• WORK ITEM:
Using the records below, write out again exactly the lines that begin at the line containing "json!(inner.sessions.require(&socket_id)?.is_connected())" and end at the line containing "let (tx, rx) = oneshot::channel();", and no other lines.

[Collected data entries]
//! Bluetooth Classic bridge daemon.
//!
//! Exposes adapter queries, permission and enable round-trips, RFCOMM
//! sessions and adapter event streams on D-Bus, backed by BlueZ.

use std::{sync::Arc, time::Duration};

use crossbeam::queue::SegQueue;
use log::{info, warn};
use tokio::{signal, sync::Notify, time};
use zbus::{Connection, connection, object_server::InterfaceRef};

use btcore::{
   bridge::Bridge,
   config::Config,
   dbus::{BridgeService, BridgeServiceSignals},
   error::{BridgeError, Result},
   events::{EventCategory, EventPayload, EventSink, SinkRef},
   platform::{bluez::BluezPlatform, callback_channel},
};

#[tokio::main]
async fn main() -> Result<()> {
   env_logger::Builder::from_env(env_logger::Env::default().default_filter_or("info")).init();

   info!("Starting btcore bridge...");

   let config = Config::load()?;
   info!(
      "Loaded configuration (adapter: {}, API level {})",
      config.adapter.as_deref().unwrap_or("default"),
      config.api_level
   );

   let session = bluer::Session::new().await?;
   let (callbacks, receiver) = callback_channel();
   let platform =
      BluezPlatform::new(session, config.adapter.as_deref(), config.api_level, callbacks).await;
   let bridge = Arc::new(Bridge::attach(platform, receiver, &config));

   let event_bus = EventProcessor::new(config.event_queue_warn_len);
   let service = BridgeService::new(bridge.clone(), event_bus.clone() as SinkRef);

   let builder = if config.system_bus {
      connection::Builder::system()?
   } else {
      connection::Builder::session()?
   };
   let connection = builder
      .name(config.bus_name.as_str())?
      .serve_at(config.object_path.as_str(), service)?
      .build()
      .await?;

   info!("Bridge serving {} at {}", config.bus_name, config.object_path);

   event_bus
      .spawn_dispatcher(connection.clone(), &config.object_path)
      .await?;

   signal::ctrl_c().await?;
   info!("Shutting down btcore bridge...");

   bridge.detach().await;
   drop(connection);

   Ok(())
}

enum StreamEvent {
   Payload(EventPayload),
   Error {
      category: EventCategory,
      code: &'static str,
      message: String,
   },
}

struct EventProcessor {
   queue: SegQueue<StreamEvent>,
   notifier: Notify,
   warn_len: usize,
}

impl EventProcessor {
   fn new(warn_len: usize) -> Arc<Self> {
      Arc::new(Self {
         queue: SegQueue::new(),
         notifier: Notify::new(),
         warn_len,
      })
   }

   fn push(&self, event: StreamEvent) {
      self.queue.push(event);
      let backlog = self.queue.len();
      if backlog > self.warn_len {
         warn!("Event dispatcher is falling behind ({backlog} queued)");
      }
      self.notifier.notify_waiters();
   }

   async fn recv(self: &Arc<Self>) -> Option<StreamEvent> {
      loop {
         if let Some(event) = self.queue.pop() {
            return Some(event);
         }
         let notify = self.notifier.notified();
         if let Some(event) = self.queue.pop() {
            return Some(event);
         }
         if Arc::strong_count(self) == 1 {
            return None;
         }
         let _ = time::timeout(Duration::from_secs(1), notify).await;
      }
   }

   async fn dispatch(&self, iface: &InterfaceRef<BridgeService>, event: StreamEvent) -> Result<()> {
      match event {
         StreamEvent::Payload(EventPayload::AdapterEnabled(enabled)) => {
            iface.adapter_state_changed(enabled).await?;
         },
         StreamEvent::Payload(EventPayload::Discovering(discovering)) => {
            iface.discovery_changed(discovering).await?;
         },
         StreamEvent::Payload(EventPayload::DeviceFound(device)) => {
            iface.device_found(&device.to_json().to_string()).await?;
         },
         StreamEvent::Error {
            category,
            code,
            message,
         } => {
            let category: &'static str = category.into();
            iface.stream_error(category, code, &message).await?;
         },
      }
      Ok(())
   }

   async fn spawn_dispatcher(self: Arc<Self>, connection: Connection, path: &str) -> Result<()> {
      let iface = connection
         .object_server()
         .interface::<_, BridgeService>(path)
         .await?;
      tokio::spawn(async move {
         while let Some(event) = self.recv().await {
            if let Err(e) = self.dispatch(&iface, event).await {
               warn!("Error dispatching event: {e}");
            }
         }
      });

      Ok(())
   }
}

impl EventSink for EventProcessor {
   fn success(&self, payload: EventPayload) {
      self.push(StreamEvent::Payload(payload));
   }

   fn error(&self, category: EventCategory, error: &BridgeError) {
      self.push(StreamEvent::Error {
         category,
         code: error.code(),
         message: error.to_string(),
      });
   }
}
impl<P: Platform> Bridge<P> {
   /// Attaches to `platform`, consuming the receiving end of the callback
   /// channel the platform was built with.
   pub fn attach(platform: P, callbacks: CallbackReceiver, config: &Config) -> Self {
      let platform = Arc::new(platform);
      let sessions = Arc::new(ConnectionTable::new());
      let (worker, worker_task) =
         ConnectionWorker::spawn(platform.clone(), sessions.clone(), config.command_queue_size);

      let inner = Arc::new(BridgeInner {
         platform,
         sessions,
         permissions: CorrelationRegistry::new(),
         activities: CorrelationRegistry::new(),
         events: EventMultiplexer::new(),
         detached: AtomicBool::new(false),
      });
      let pump_task = tokio::spawn(inner.clone().pump(callbacks));

      info!("Bridge attached (API level {})", inner.platform.api_level());
      Self {
         inner,
         worker: Mutex::new(Some(worker)),
         worker_task: Mutex::new(Some(worker_task)),
         pump_task,
      }
   }

   pub fn events(&self) -> &EventMultiplexer {
      &self.inner.events
   }

   /// Number of open RFCOMM sessions.
   pub fn open_sessions(&self) -> usize {
      self.inner.sessions.len()
   }

   /// Detaches from the platform.
   ///
   /// Subscribers are dropped, callbacks stop being processed and every open
   /// session is closed, interrupting a socket operation in progress.
   /// Callers still waiting for a platform answer or for the worker, and
   /// every command issued afterwards, fail with `BRIDGE_SHUTDOWN`.
   pub async fn detach(&self) {
      self.inner.detached.store(true, Ordering::SeqCst);
      self.inner.events.clear();
      self.pump_task.abort();

      // Dropping the continuations wakes their callers.
      let pending = self.inner.permissions.drain().len() + self.inner.activities.drain().len();
      if pending > 0 {
         warn!("Detaching with {pending} unanswered platform requests");
      }

      self.worker.lock().take();
      let worker_task = self.worker_task.lock().take();
      if let Some(task) = worker_task {
         task.stop().await;
      }
      info!("Bridge detached");
   }

   fn ensure_attached(&self) -> Result<()> {
      if self.inner.detached.load(Ordering::SeqCst) {
         return Err(BridgeError::BridgeShutdown);
      }
      Ok(())
   }

   fn worker(&self) -> Result<ConnectionWorker> {
      self.worker.lock().clone().ok_or(BridgeError::BridgeShutdown)
   }

   /// Executes `command`, answering its JSON result.
   pub async fn handle(&self, command: Command) -> Result<Value> {
      self.ensure_attached()?;
      let inner = &*self.inner;
      let platform = &*inner.platform;

      let value = match command {
         Command::GetSdkVersion => json!(platform.api_level()),

         Command::IsAvailable => json!(platform.is_available()),
         Command::IsEnabled => json!(platform.is_enabled().await?),
         Command::Enable => json!(self.enable().await?),
         Command::Name => json!(platform.name().await?),
         Command::SetName { name } => json!(platform.set_name(name).await?),
         Command::Address => json!(platform.address().await?),
         Command::ScanMode => json!(platform.scan_mode().await?),
         Command::BondedDevices => {
            let devices: Vec<Value> = platform
               .bonded_devices()
               .await?
               .into_iter()
               .filter_map(DeviceDescriptor::decode)
               .map(|d| d.to_json())
               .collect();
            json!(devices)
         },
         Command::IsDiscovering => json!(platform.is_discovering().await?),
         Command::StartDiscovery => json!(platform.start_discovery().await?),
         Command::CancelDiscovery => json!(platform.cancel_discovery().await?),

         Command::IsMultipleAdvertisementSupported => {
            json!(platform.capabilities().await?.multiple_advertisement)
         },
         Command::IsOffloadedFilteringSupported => {
            json!(platform.capabilities().await?.offloaded_filtering)
         },
         Command::IsOffloadedScanBatchingSupported => {
            json!(platform.capabilities().await?.offloaded_scan_batching)
         },
         Command::IsLe2MPhySupported => json!(inner.flag(api_level::O, |c| c.le_2m_phy).await?),
         Command::IsLeCodedPhySupported => {
            json!(inner.flag(api_level::O, |c| c.le_coded_phy).await?)
         },
         Command::IsLePeriodicAdvertisingSupported => {
            json!(inner.flag(api_level::O, |c| c.le_periodic_advertising).await?)
         },
         Command::IsLeExtendedAdvertisingSupported => {
            json!(inner.flag(api_level::O, |c| c.le_extended_advertising).await?)
         },
         Command::IsLeAudioSupported => {
            json!(inner.flag(api_level::TIRAMISU, |c| c.le_audio).await?)
         },
         Command::IsLeAudioBroadcastAssistantSupported => {
            json!(inner.flag(api_level::TIRAMISU, |c| c.le_audio_broadcast_assistant).await?)
         },
         Command::IsLeAudioBroadcastSourceSupported => {
            json!(inner.flag(api_level::TIRAMISU, |c| c.le_audio_broadcast_source).await?)
         },
         Command::LeMaximumAdvertisingDataLength => {
            inner.require_api_level(api_level::O)?;
            json!(platform.capabilities().await?.le_maximum_advertising_data_length)
         },
         Command::MaxConnectedAudioDevices => {
            inner.require_api_level(api_level::O)?;
            json!(platform.capabilities().await?.max_connected_audio_devices)
         },
         Command::DiscoverableTimeoutMs => {
            inner.require_api_level(api_level::TIRAMISU)?;
            let timeout = platform.capabilities().await?.discoverable_timeout;
            json!(timeout.map(|t| u64::try_from(t.as_millis()).unwrap_or(u64::MAX)))
         },

         Command::CheckPermission { permission } => json!(platform.check_permission(&permission)),
         Command::RequestPermissions { permissions } => {
            json!(self.request_permissions(permissions).await?)
         },

         Command::RfcommSocketConnect {
            address,
            secure,
            service_record_uuid,
         } => self.connect(&address, secure, &service_record_uuid).await?,
         Command::RfcommSocketClose { socket_id } => json!(self.worker()?.close(socket_id).await?),
         Command::RfcommSocketOutputStreamWrite { socket_id, bytes } => {
            self.worker()?.write(socket_id, bytes).await?;
            json!(true)
         },
         Command::RfcommSocketOutputStreamFlush { socket_id } => {
            self.worker()?.flush(socket_id).await?;
            json!(true)
         },
         Command::RfcommSocketInputStreamAvailable { socket_id } => {
            json!(self.worker()?.available(socket_id).await?)
         },
         Command::RfcommSocketInputStreamRead { socket_id } => {
            match self.worker()?.read(socket_id).await? {
               Some(byte) => json!(byte),
               None => json!(-1),
            }
         },
         Command::RfcommSocketIsConnected { socket_id } => {
            json!(inner.sessions.require(&socket_id)?.is_connected())
         },
         Command::RfcommSocketConnectionType { socket_id } => {
            inner.require_api_level(api_level::M)?;
            json!(inner.sessions.require(&socket_id)?.meta().connection_type)
         },
         Command::RfcommSocketMaxTransmitPacketSize { socket_id } => {
            inner.require_api_level(api_level::M)?;
            json!(inner.sessions.require(&socket_id)?.meta().max_transmit_packet_size)
         },
         Command::RfcommSocketMaxReceivePacketSize { socket_id } => {
            json!(inner.sessions.require(&socket_id)?.meta().max_receive_packet_size)
         },
         Command::GetSocketData { socket_id } => inner.socket_data(&socket_id)?,
      };
      Ok(value)
   }

   async fn enable(&self) -> Result<bool> {
      let (tx, rx) = oneshot::channel();
      let callback: ActivityCallback = Box::new(move |result_code| {
         if tx.send(result_code == RESULT_OK).is_err() {
            debug!("Enable request answered after the caller went away");
         }
         true
      });
      let token = self.inner.activities.issue(callback);
      // Detach may have drained the registry before the token landed in it.
      if let Err(e) = self.ensure_attached() {
         self.inner.activities.resolve(token);
         return Err(e);
      }

      if let Err(e) = self.inner.platform.request_enable(token) {
         self.inner.activities.resolve(token);
         return Err(e);
      }
      rx.await.map_err(|_| BridgeError::BridgeShutdown)
   }

   async fn request_permissions(&self, permissions: Vec<String>) -> Result<HashMap<String, bool>> {
      let (reply, rx) = oneshot::channel();
      let token = self.inner.permissions.issue(PermissionRequest {
         permissions: permissions.clone(),
         reply,
      });
      if let Err(e) = self.ensure_attached() {
         self.inner.permissions.resolve(token);
         return Err(e);
      }

      if let Err(e) = self.inner.platform.request_permissions(permissions, token) {
         self.inner.permissions.resolve(token);
         return Err(e);
      }
      rx.await.map_err(|_| BridgeError::BridgeShutdown)
   }

   async fn connect(&self, address: &str, secure: bool, service: &str) -> Result<Value> {
      let address = Address::from_str(address)
         .map_err(|e| BridgeError::InvalidArgument(format!("address {address:?}: {e}")))?;
      let service = Uuid::parse_str(service)
         .map_err(|e| BridgeError::InvalidArgument(format!("service UUID {service:?}: {e}")))?;

      self.worker()?.connect(address, secure, service).await
   }
}
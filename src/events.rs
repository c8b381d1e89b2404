//! Push streams for adapter state, discovery and found devices.
//!
//! Each category has a single subscriber slot. Publishing into an empty slot
//! drops the payload: nothing is queued for a later subscriber.

use std::sync::Arc;

use log::debug;
use parking_lot::RwLock;
use strum::EnumCount;

use crate::{device::DeviceDescriptor, error::BridgeError};

/// Independent event streams.
#[derive(
   Debug,
   Clone,
   Copy,
   PartialEq,
   Eq,
   Hash,
   strum::EnumCount,
   strum::Display,
   strum::EnumString,
   strum::IntoStaticStr,
)]
#[strum(serialize_all = "snake_case")]
pub enum EventCategory {
   AdapterState,
   Discovery,
   DeviceFound,
}

impl EventCategory {
   const fn slot(self) -> usize {
      self as usize
   }
}

/// Typed payload pushed to a subscriber.
#[derive(Debug, Clone, PartialEq, Eq)]
pub enum EventPayload {
   /// Whether the adapter is enabled at the time the change was handled.
   AdapterEnabled(bool),
   /// Whether discovery is running.
   Discovering(bool),
   DeviceFound(DeviceDescriptor),
}

impl EventPayload {
   pub const fn category(&self) -> EventCategory {
      match self {
         Self::AdapterEnabled(_) => EventCategory::AdapterState,
         Self::Discovering(_) => EventCategory::Discovery,
         Self::DeviceFound(_) => EventCategory::DeviceFound,
      }
   }
}

/// Receiver of pushed events.
pub trait EventSink: Send + Sync {
   /// Delivers a payload.
   fn success(&self, payload: EventPayload);

   /// Delivers an error on the stream. The stream stays open.
   fn error(&self, category: EventCategory, error: &BridgeError);
}

/// Type alias for a shared event sink.
pub type SinkRef = Arc<dyn EventSink>;

/// Single-slot-per-category subscriber registry.
pub struct EventMultiplexer {
   slots: [RwLock<Option<SinkRef>>; EventCategory::COUNT],
}

impl Default for EventMultiplexer {
   fn default() -> Self {
      Self::new()
   }
}

impl EventMultiplexer {
   pub fn new() -> Self {
      Self {
         slots: Default::default(),
      }
   }

   /// Installs `sink` for `category`, silently detaching the previous one.
   pub fn subscribe(&self, category: EventCategory, sink: SinkRef) {
      if self.slots[category.slot()].write().replace(sink).is_some() {
         debug!("Replaced {category} subscriber");
      }
   }

   pub fn unsubscribe(&self, category: EventCategory) {
      self.slots[category.slot()].write().take();
   }

   pub fn is_subscribed(&self, category: EventCategory) -> bool {
      self.slots[category.slot()].read().is_some()
   }

   fn sink(&self, category: EventCategory) -> Option<SinkRef> {
      self.slots[category.slot()].read().clone()
   }

   /// Delivers `payload` to the subscriber of its category, if any.
   ///
   /// Returns whether a subscriber received it.
   pub fn publish(&self, payload: EventPayload) -> bool {
      let category = payload.category();
      match self.sink(category) {
         Some(sink) => {
            sink.success(payload);
            true
         },
         None => {
            debug!("No {category} subscriber, dropping event");
            false
         },
      }
   }

   /// Delivers an error to the subscriber of `category`, if any.
   pub fn publish_error(&self, category: EventCategory, error: &BridgeError) -> bool {
      match self.sink(category) {
         Some(sink) => {
            sink.error(category, error);
            true
         },
         None => false,
      }
   }

   /// Detaches every subscriber.
   pub fn clear(&self) {
      for slot in &self.slots {
         slot.write().take();
      }
   }
}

• ANSWER BELOW:
            json!(inner.sessions.require(&socket_id)?.is_connected())
         },
         Command::RfcommSocketConnectionType { socket_id } => {
            inner.require_api_level(api_level::M)?;
            json!(inner.sessions.require(&socket_id)?.meta().connection_type)
         },
         Command::RfcommSocketMaxTransmitPacketSize { socket_id } => {
            inner.require_api_level(api_level::M)?;
            json!(inner.sessions.require(&socket_id)?.meta().max_transmit_packet_size)
         },
         Command::RfcommSocketMaxReceivePacketSize { socket_id } => {
            json!(inner.sessions.require(&socket_id)?.meta().max_receive_packet_size)
         },
         Command::GetSocketData { socket_id } => inner.socket_data(&socket_id)?,
      };
      Ok(value)
   }

   async fn enable(&self) -> Result<bool> {
      let (tx, rx) = oneshot::channel();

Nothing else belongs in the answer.